» **Instructions to follow**: Where the records below reach the line containing "dp = (self.second_pipe_psi", start transcribing, and end with the line containing "use super::commands::BrakeCommand;", exactly and with nothing else added.

» **Entries supplied**:
use crate::units::{BrakeComponent, BrakeDisplayUnits};

use super::types::Train;

impl Train {
    /// Lead status line: equalizing reservoir, main reservoir, engine brake
    /// and the lead car, then the last car's brake pipe and cylinder.
    pub fn brake_status(&self, units: &BrakeDisplayUnits) -> String {
        let mut parts = vec![format!(
            "EQ {}",
            units.format(
                BrakeComponent::EqualizingReservoir,
                self.controller.equalizing_reservoir_psi
            )
        )];

        if let Some(lead) = self.lead_locomotive.and_then(|i| self.cars.get(i)) {
            if let Some(loco) = &lead.locomotive {
                parts.push(format!(
                    "MR {}",
                    units.format(BrakeComponent::MainReservoir, loco.main_res_psi)
                ));
            }
            parts.push(format!(
                "EB {}",
                units.format(BrakeComponent::BrakeCylinder, lead.brake.engine_line_psi)
            ));
            parts.push(lead.brake.full_status(units));
        }

        if self.cars.len() > 1 {
            if let Some(last) = self.cars.last() {
                parts.push(format!("Last {}", last.brake.full_status(units)));
            }
        }
        parts.join("  ")
    }

    /// One row per car for a brake debug table.
    pub fn debug_status(&self, units: &BrakeDisplayUnits) -> Vec<Vec<String>> {
        self.cars
            .iter()
            .enumerate()
            .map(|(index, car)| {
                let mut row = vec![index.to_string(), car.name.clone()];
                row.extend(car.brake.debug_status(units));
                if let Some(loco) = &car.locomotive {
                    row.push(units.format(BrakeComponent::MainReservoir, loco.main_res_psi));
                    if loco.compressor_on {
                        row.push("Comp".to_string());
                    }
                }
                row
            })
            .collect()
    }
}
//! Electro-pneumatic holding valve.
//!
//! On EP cars the cylinder is driven directly from the main reservoir pipe
//! according to a train-wide demand signal. The holding valve decides whether
//! the triple valve's release path is open: while lapped, a release on the
//! brake pipe cannot exhaust the cylinder.

use super::car::AirBrake;
use super::types::ValveState;

/// Demand value meaning "release".
pub const EP_DEMAND_RELEASE: f32 = -1.0;
/// Demand value meaning "hold current cylinder pressure".
pub const EP_DEMAND_LAP: f32 = 0.0;

impl AirBrake {
    /// Set the holding valve from `demand` and return the demanded cylinder
    /// pressure (zero for release and lap).
    ///
    /// A positive demand laps the valve while the cylinder is at or below the
    /// demanded pressure and opens it to release once the cylinder is above.
    pub(crate) fn set_holding_valve(&mut self, demand: f32) -> f32 {
        if !demand.is_finite() || demand < EP_DEMAND_LAP {
            self.holding_valve = ValveState::Release;
            return 0.0;
        }
        if demand == EP_DEMAND_LAP {
            self.holding_valve = ValveState::Lap;
            return 0.0;
        }
        let demanded_psi = demand.min(1.0) * self.params.max_cylinder_psi;
        self.holding_valve = if self.auto_cyl_psi <= demanded_psi {
            ValveState::Lap
        } else {
            ValveState::Release
        };
        demanded_psi
    }

    /// Top the cylinder up toward `demanded_psi` from the main reservoir pipe.
    pub(crate) fn supply_ep_demand(&mut self, dt: f32, demanded_psi: f32) {
        if self.auto_cyl_psi >= demanded_psi {
            return;
        }
        // Pressure drop in the second pipe per psi gained in the cylinder.
        let scale = self.aux_brake_line_volume_ratio / self.params.aux_cyl_volume_ratio;
        let mut dp = dt * self.params.max_application_rate_psi_s;
        if self.second_pipe_psi - dp * scale < self.auto_cyl_psi + dp {
            dp = (self.second_pipe_psi - self.auto_cyl_psi) / (1.0 + scale);
        }
        dp = dp.min(demanded_psi - self.auto_cyl_psi).max(0.0);
        self.second_pipe_psi -= dp * scale;
        self.auto_cyl_psi += dp;
    }
}
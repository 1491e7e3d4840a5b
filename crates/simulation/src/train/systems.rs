use bevy::prelude::*;

use crate::brake_settings::{BrakeSimSettings, TickContext};
use crate::events::{BrakeSoundEvent, SignalSink};
use crate::SimulationSet;

use super::commands::BrakeCommand;
use super::propagation::{step_train_brakes, PropagationScratch};
use super::types::TrainRoster;

// =============================================================================
// Systems
// =============================================================================

/// Apply queued brake commands before any pressure moves this tick.
pub fn apply_brake_commands(
    mut commands: EventReader<BrakeCommand>,
    mut roster: ResMut<TrainRoster>,
) {
    for command in commands.read() {
        let Some(train) = roster.get_mut(command.train) else {
            warn!("BrakeCommand for unknown train {}", command.train);
            continue;
        };
        if let Err(e) = train.apply_command(command.kind) {
            warn!(
                "BrakeCommand {:?} rejected for train {}: {}",
                command.kind, command.train, e
            );
        }
    }
}

/// Step every train's brakes by one fixed tick and publish the signals they
/// raised.
pub fn update_train_brakes(
    time: Res<Time>,
    settings: Res<BrakeSimSettings>,
    mut roster: ResMut<TrainRoster>,
    mut sounds: EventWriter<BrakeSoundEvent>,
    mut scratch: Local<PropagationScratch>,
    mut signals: Local<SignalSink>,
    mut was_clamped: Local<bool>,
) {
    let raw = time.delta_secs();
    let ctx = TickContext::new(raw, &settings);
    let clamped = raw.is_finite() && raw > settings.max_tick_seconds;
    if clamped && !*was_clamped {
        warn!(
            "Brake tick of {:.3}s clamped to {:.3}s",
            raw, settings.max_tick_seconds
        );
    }
    *was_clamped = clamped;

    for train in roster.trains.iter_mut() {
        step_train_brakes(train, &ctx, &mut scratch, &mut signals);
        let id = train.id;
        for record in signals.drain() {
            sounds.send(BrakeSoundEvent {
                train: id,
                car_index: record.car_index,
                signal: record.signal,
            });
        }
    }
}

// =============================================================================
// Plugin
// =============================================================================

pub struct TrainBrakesPlugin;

impl Plugin for TrainBrakesPlugin {
    fn build(&self, app: &mut App) {
        app.add_event::<BrakeCommand>()
            .add_event::<BrakeSoundEvent>()
            .init_resource::<TrainRoster>();

        // Register for save/load via the SaveableRegistry.
        app.init_resource::<crate::SaveableRegistry>();
        app.world_mut()
            .resource_mut::<crate::SaveableRegistry>()
            .register::<TrainRoster>();

        app.add_systems(
            FixedUpdate,
            apply_brake_commands.in_set(SimulationSet::PreSim),
        )
        .add_systems(
            FixedUpdate,
            update_train_brakes.in_set(SimulationSet::Simulation),
        );
    }
}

» **Answer to the problem**:
            dp = (self.second_pipe_psi - self.auto_cyl_psi) / (1.0 + scale);
        }
        dp = dp.min(demanded_psi - self.auto_cyl_psi).max(0.0);
        self.second_pipe_psi -= dp * scale;
        self.auto_cyl_psi += dp;
    }
}
repository 1491e7e3d4840a5b
filename crates/simulation/src/train/systems.rs
use bevy::prelude::*;

use crate::brake_settings::{BrakeSimSettings, TickContext};
use crate::events::{BrakeSoundEvent, SignalSink};
use crate::SimulationSet;

use super::commands::BrakeCommand;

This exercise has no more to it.